Pseudolymphomatous folliculitis presenting with multiple nodules

ARTICLE

Auteur(s) : Motonobu Nakamura, Kenji Kabashima, Yoshiki Tokura

Department of Dermatology, University of Occupational and Environmental Health, 1-1 Iseigaoka, Yahatanishi-ku, Kitakyushu 807-8555, Japan

Pseudolymphomatous folliculitis (PLF) was first described in 1986 as a distinct variant of pseudolymphoma, characterized by a dense lymphoid infiltrate accompanied by hyperplastic hair follicles [1]. Clinically, PLF is typified by a solitary dome-shaped or flat-elevated nodule, located on the face, scalp and trunk. We report herein a case of multiple nodules on the face and the neck with histologically diffuse lymphoid cell infiltration around an activated pilosebaceous unit. To our knowledge, this is the first report of PLF presenting with multiple nodules.

A 35-year-old Japanese woman was referred to us for evaluation of a 5-year history of multiple reddish to brownish dome-shaped nodules on the face (figure 1A) and neck (figure 1B). Neither topical corticosteroid ointment nor oral anti-histamine medicine prescribed at another hospital had been effective for the nodules. She felt slight pruritus and no pain on the lesions. There was no history of recent insect bites or drug intake.

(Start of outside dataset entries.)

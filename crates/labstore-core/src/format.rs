//! Binary format definitions for LabStore WAL records
//!
//! Every record is a 32-byte ChunkHeader followed by a payload:
//!
//! ```text
//! operation(u8) + padding(u8) + depth(u16)
//!   + depth * (segment_len(u16) + segment_bytes)
//!   + key_len(u16) + value_len(u32) + key_bytes + value_bytes
//! ```
//!
//! `depth`/segments name the bucket the operation applies to, outermost
//! first. A transaction is a run of mutation records closed by a `Commit`
//! record; recovery discards any run that is not closed.

use crate::error::{LabError, LabResult};

/// Magic bytes identifying LabStore WAL entries: "LABS" in ASCII
pub const MAGIC_ARRAY: [u8; 4] = [0x4C, 0x41, 0x42, 0x53]; // 'L','A','B','S'

/// Header size in bytes
pub const HEADER_SIZE: usize = 32;

/// Largest key or path segment the record layout can carry.
pub const MAX_RECORD_KEY: usize = u16::MAX as usize;

/// WAL operation types
#[derive(Debug, Clone, Copy, PartialEq, Eq)]
#[repr(u8)]
pub enum Operation {
    /// Insert or update a field inside the bucket at `path`
    Put = 1,
    /// Remove a field from the bucket at `path`
    Delete = 2,
    /// Create an empty child bucket `key` under `path`
    CreateBucket = 3,
    /// Remove child bucket `key` (and everything below it) from `path`
    DeleteBucket = 4,
    /// Closes a transaction; value holds the transaction id (u64 LE)
    Commit = 5,
    /// Discard everything replayed so far; opens a full snapshot batch
    Checkpoint = 6,
}

impl Operation {
    fn from_u8(byte: u8) -> Option<Self> {
        match byte {
            1 => Some(Operation::Put),
            2 => Some(Operation::Delete),
            3 => Some(Operation::CreateBucket),
            4 => Some(Operation::DeleteBucket),
            5 => Some(Operation::Commit),
            6 => Some(Operation::Checkpoint),
            _ => None,
        }
    }
}

/// Fixed-size header for each WAL record
/// Size: 32 bytes, alignment: 4
///
/// Layout:
///   [0..4]   magic:      [u8;4] - "LABS"
///   [4..8]   length:     u32    - payload length in bytes
///   [8..12]  checksum:   u32    - CRC32C of payload bytes
///   [12]     entry_type: u8     - operation type
///   [13..16] reserved:   [u8;3]
///   [16..32] padding:    [u8;16]
#[derive(Debug, Clone, Copy)]
#[repr(C)]
pub struct ChunkHeader {
    /// Magic bytes for record identification and corruption recovery
    pub magic: [u8; 4],
    /// Total length of the payload (excluding this header)
    pub length: u32,
    /// CRC32C checksum of the payload bytes
    pub checksum: u32,
    /// Operation type, duplicated from the payload for quick scans
    pub entry_type: u8,
    /// Reserved for future use, must be zero
    pub reserved: [u8; 3],
    /// Padding to reach 32 bytes
    pub _padding: [u8; 16],
}

impl ChunkHeader {
    /// Create a new header with the given parameters
    pub fn new(length: u32, checksum: u32, entry_type: Operation) -> Self {
        Self {
            magic: MAGIC_ARRAY,
            length,
            checksum,
            entry_type: entry_type as u8,
            reserved: [0; 3],
            _padding: [0; 16],
        }
    }

    /// Serialize header to bytes for writing
    pub fn to_bytes(&self) -> [u8; HEADER_SIZE] {
        let mut buf = [0u8; HEADER_SIZE];
        buf[0..4].copy_from_slice(&self.magic);
        buf[4..8].copy_from_slice(&self.length.to_le_bytes());
        buf[8..12].copy_from_slice(&self.checksum.to_le_bytes());
        buf[12] = self.entry_type;
        buf[13..16].copy_from_slice(&self.reserved);
        buf
    }

    /// Parse header from bytes
    pub fn from_bytes(bytes: &[u8; HEADER_SIZE]) -> Self {
        let mut magic = [0u8; 4];
        magic.copy_from_slice(&bytes[0..4]);
        let mut padding = [0u8; 16];
        padding.copy_from_slice(&bytes[16..32]);

        Self {
            magic,
            length: u32::from_le_bytes([bytes[4], bytes[5], bytes[6], bytes[7]]),
            checksum: u32::from_le_bytes([bytes[8], bytes[9], bytes[10], bytes[11]]),
            entry_type: bytes[12],
            reserved: [bytes[13], bytes[14], bytes[15]],
            _padding: padding,
        }
    }
}

/// One logged mutation (or commit marker).
#[derive(Debug, Clone, PartialEq, Eq)]
pub struct WalRecord {
    pub operation: Operation,
    /// Bucket path from the root, outermost first. Empty for root-level buckets.
    pub path: Vec<Vec<u8>>,
    pub key: Vec<u8>,
    pub value: Vec<u8>,
}

impl WalRecord {
    pub fn put(path: Vec<Vec<u8>>, key: &[u8], value: &[u8]) -> Self {
        Self {
            operation: Operation::Put,
            path,
            key: key.to_vec(),
            value: value.to_vec(),
        }
    }

    pub fn delete(path: Vec<Vec<u8>>, key: &[u8]) -> Self {
        Self {
            operation: Operation::Delete,
            path,
            key: key.to_vec(),
            value: Vec::new(),
        }
    }

    pub fn create_bucket(path: Vec<Vec<u8>>, key: &[u8]) -> Self {
        Self {
            operation: Operation::CreateBucket,
            path,
            key: key.to_vec(),
            value: Vec::new(),
        }
    }

    pub fn delete_bucket(path: Vec<Vec<u8>>, key: &[u8]) -> Self {
        Self {
            operation: Operation::DeleteBucket,
            path,
            key: key.to_vec(),
            value: Vec::new(),
        }
    }

    pub fn checkpoint() -> Self {
        Self {
            operation: Operation::Checkpoint,
            path: Vec::new(),
            key: Vec::new(),
            value: Vec::new(),
        }
    }

    pub fn commit(txid: u64) -> Self {
        Self {
            operation: Operation::Commit,
            path: Vec::new(),
            key: Vec::new(),
            value: txid.to_le_bytes().to_vec(),
        }
    }

    /// Transaction id carried by a commit marker.
    pub fn txid(&self) -> Option<u64> {
        if self.operation != Operation::Commit {
            return None;
        }
        let bytes: [u8; 8] = self.value.as_slice().try_into().ok()?;
        Some(u64::from_le_bytes(bytes))
    }
}

fn oversized(len: usize, max: usize, component: &str) -> LabError {
    LabError::OversizedEntry {
        entry_size: len as u64,
        max_size: max as u64,
        component: component.to_string(),
    }
}

/// Serialize a record into header + payload bytes.
pub fn serialize_record(record: &WalRecord) -> LabResult<Vec<u8>> {
    // Validate sizes before any allocation
    if record.key.len() > MAX_RECORD_KEY {
        return Err(oversized(record.key.len(), MAX_RECORD_KEY, "key"));
    }
    if record.value.len() > u32::MAX as usize {
        return Err(oversized(record.value.len(), u32::MAX as usize, "value"));
    }
    if record.path.len() > u16::MAX as usize {
        return Err(oversized(record.path.len(), u16::MAX as usize, "path depth"));
    }
    let mut path_bytes = 0usize;
    for segment in &record.path {
        if segment.len() > MAX_RECORD_KEY {
            return Err(oversized(segment.len(), MAX_RECORD_KEY, "path segment"));
        }
        path_bytes += 2 + segment.len();
    }

    let payload_size = 4 + path_bytes + 2 + 4 + record.key.len() + record.value.len();
    if payload_size > u32::MAX as usize {
        return Err(oversized(payload_size, u32::MAX as usize, "record"));
    }

    let mut payload = Vec::with_capacity(payload_size);
    payload.push(record.operation as u8);
    payload.push(0); // padding byte
    payload.extend_from_slice(&(record.path.len() as u16).to_le_bytes());
    for segment in &record.path {
        payload.extend_from_slice(&(segment.len() as u16).to_le_bytes());
        payload.extend_from_slice(segment);
    }
    payload.extend_from_slice(&(record.key.len() as u16).to_le_bytes());
    payload.extend_from_slice(&(record.value.len() as u32).to_le_bytes());
    payload.extend_from_slice(&record.key);
    payload.extend_from_slice(&record.value);

    let checksum = crc32c::crc32c(&payload);
    let header = ChunkHeader::new(payload.len() as u32, checksum, record.operation);

    let mut buffer = Vec::with_capacity(HEADER_SIZE + payload.len());
    buffer.extend_from_slice(&header.to_bytes());
    buffer.extend_from_slice(&payload);
    Ok(buffer)
}

fn corrupted(offset: usize, reason: impl Into<String>) -> LabError {
    LabError::WalCorrupted {
        path: std::path::PathBuf::from("<buffer>"),
        offset: offset as u64,
        reason: reason.into(),
    }
}

/// Little-endian reader over a payload slice; every read is bounds-checked.
struct PayloadReader<'a> {
    buf: &'a [u8],
    pos: usize,
}

impl<'a> PayloadReader<'a> {
    fn take(&mut self, n: usize, what: &str) -> LabResult<&'a [u8]> {
        let end = self.pos.checked_add(n).filter(|&end| end <= self.buf.len());
        match end {
            Some(end) => {
                let out = &self.buf[self.pos..end];
                self.pos = end;
                Ok(out)
            }
            None => Err(corrupted(
                HEADER_SIZE + self.pos,
                format!(
                    "payload too short for {what}: need {n} bytes, have {}",
                    self.buf.len() - self.pos
                ),
            )),
        }
    }

    fn u16(&mut self, what: &str) -> LabResult<u16> {
        let b = self.take(2, what)?;
        Ok(u16::from_le_bytes([b[0], b[1]]))
    }

    fn u32(&mut self, what: &str) -> LabResult<u32> {
        let b = self.take(4, what)?;
        Ok(u32::from_le_bytes([b[0], b[1], b[2], b[3]]))
    }
}

/// Deserialize a record from a byte slice holding header + payload.
pub fn deserialize_record(data: &[u8]) -> LabResult<WalRecord> {
    if data.len() < HEADER_SIZE {
        return Err(corrupted(0, format!(
            "Entry too short: {} bytes, need at least {}", data.len(), HEADER_SIZE
        )));
    }

    let mut header_bytes = [0u8; HEADER_SIZE];
    header_bytes.copy_from_slice(&data[..HEADER_SIZE]);
    let header = ChunkHeader::from_bytes(&header_bytes);

    if header.magic != MAGIC_ARRAY {
        return Err(LabError::NoMagicFound {
            path: std::path::PathBuf::from("<buffer>"),
            offset: 0,
            found_bytes: header.magic,
        });
    }

    let payload_end = HEADER_SIZE + header.length as usize;
    if data.len() < payload_end {
        return Err(LabError::TornWrite {
            path: std::path::PathBuf::from("<buffer>"),
            expected_size: header.length,
            available_bytes: (data.len() - HEADER_SIZE) as u64,
            offset: HEADER_SIZE as u64,
        });
    }

    let payload = &data[HEADER_SIZE..payload_end];
    let computed = crc32c::crc32c(payload);
    if computed != header.checksum {
        return Err(LabError::ChecksumMismatch {
            path: std::path::PathBuf::from("<buffer>"),
            expected: header.checksum,
            actual: computed,
            offset: HEADER_SIZE as u64,
        });
    }

    let mut reader = PayloadReader {
        buf: payload,
        pos: 0,
    };
    let op_byte = reader.take(2, "operation")?[0];
    let operation = Operation::from_u8(op_byte)
        .ok_or_else(|| corrupted(HEADER_SIZE, format!("Invalid operation type: {op_byte}")))?;

    let depth = reader.u16("path depth")? as usize;
    let mut path = Vec::with_capacity(depth);
    for _ in 0..depth {
        let len = reader.u16("segment length")? as usize;
        path.push(reader.take(len, "path segment")?.to_vec());
    }

    let key_len = reader.u16("key length")? as usize;
    let value_len = reader.u32("value length")? as usize;
    let key = reader.take(key_len, "key")?.to_vec();
    let value = reader.take(value_len, "value")?.to_vec();

    Ok(WalRecord {
        operation,
        path,
        key,
        value,
    })
}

After obtaining written informed consent from the patient, we took a skin biopsy specimen from a nodule on the cheek. The specimen showed a dense lymphocytic infiltration from the dermis to subcutaneous tissue, accompanied by a dilated, activated pilosebaceous unit (figure 1C). Hair follicles were distorted, hyperplastic and filled with keratin plugs. The infiltrate was composed of small lymphoid cells, histiocytic cells and pleomorphic stromal cells (figure 1D). There was no fungus element in the dilated follicles as assessed by PAS staining. Some lymphocytes infiltrated into the hair follicles. Mitotic figures of lymphocytes were rarely identified. The overlying epidermis was flattened without any lymphocytic infiltration into the epidermis.

An immunophenotypic study showed a vast majority of lymphoid cells were positive for CD3 and CD4, and small numbers of CD8 positive and CD30 positive cells were present. A considerable number of CD68 positive histiocytic cells and S-100- and CD1a-positive Langerhans cells or indeterminate cells were intermingled with the infiltrate. Although the patient came from the pandemic region of human T-cell leukemia/lymphoma virus 1 (HTLV-1), blood examination revealed that she was negative for anti HTLV-1 antibodies. Based on the clinical and histopathological features of the skin lesions, a diagnosis of PLF was made.

Although treatment with triamcinolone acetonide injection has been reported to be very effective for PLF [2], the patient refused to take a local injection therapy. Since neither topical tacrolimus (0.1%) ointment, narrow band-ultraviolet B (UVB) irradiation nor systemic weekly administration of interferon-γ (1 million unit/week × 4 weeks) was effective for our patient, systemic administration of oral cyclosporine (2.5 mg/kg daily) was initiated. The eruption responded to cyclosporine and subsided in size substantially.

Since the first description of PLF in 1986 [1], cases of PLF have been reported all over the world [2-5]. Kazakov et al. [5] reviewed their 42 cases of PLF and showed that there was an equal sex distribution and the age at diagnosis ranged widely, from 8 to 82 years. All the cases had solitary nodules which were surgically removed without any recurrence in the follow-up. Although the multiple-nodular lesions in our case were difficult to remove surgically, they responded well to oral cyclosporine administration. It is considered that the nodules in our case occurred as a result of lymphomatous inflammatory reactions to hair follicle remnants, which might be on the same spectrum as lupus miliaris disseminatum faciei or inflammatory acne.

Acknowledgements

References

2 Lee HW, Ahn SJ, Lee MW, Choi JH, Moon KC, Koh JK. A case of pseudolymphomatous folliculitis. J Eur Acad Dermatol 2006; 20: 230-2.

3 Kibbi AG, Scrimenti RJ, Koenig RR, Mihm MC. A solitary nodule of the left cheek. Arch Dermatol 1988; 124: 1271-6.

4 Arai E, Okubo H, Tsuchida T, et al. Pseudolymphomatous folliculitis: a clinicopathologic study of 15 cases of cutaneous pseudolymphoma with follicular invasion. Am J Surg Pathol 1999; 23: 1313-9.

5 Kazakov DV, Belousova IE, Kacerovska D, et al. Hyperplasia of hair follicles and other adnexal structures in cutaneous lymphoproliferative disorders. A study of 53 cases, including so-called pseudolymphomatous folliculitis and overt lymphomas. Am J Surg Pathol 2008; 32: 1468-78.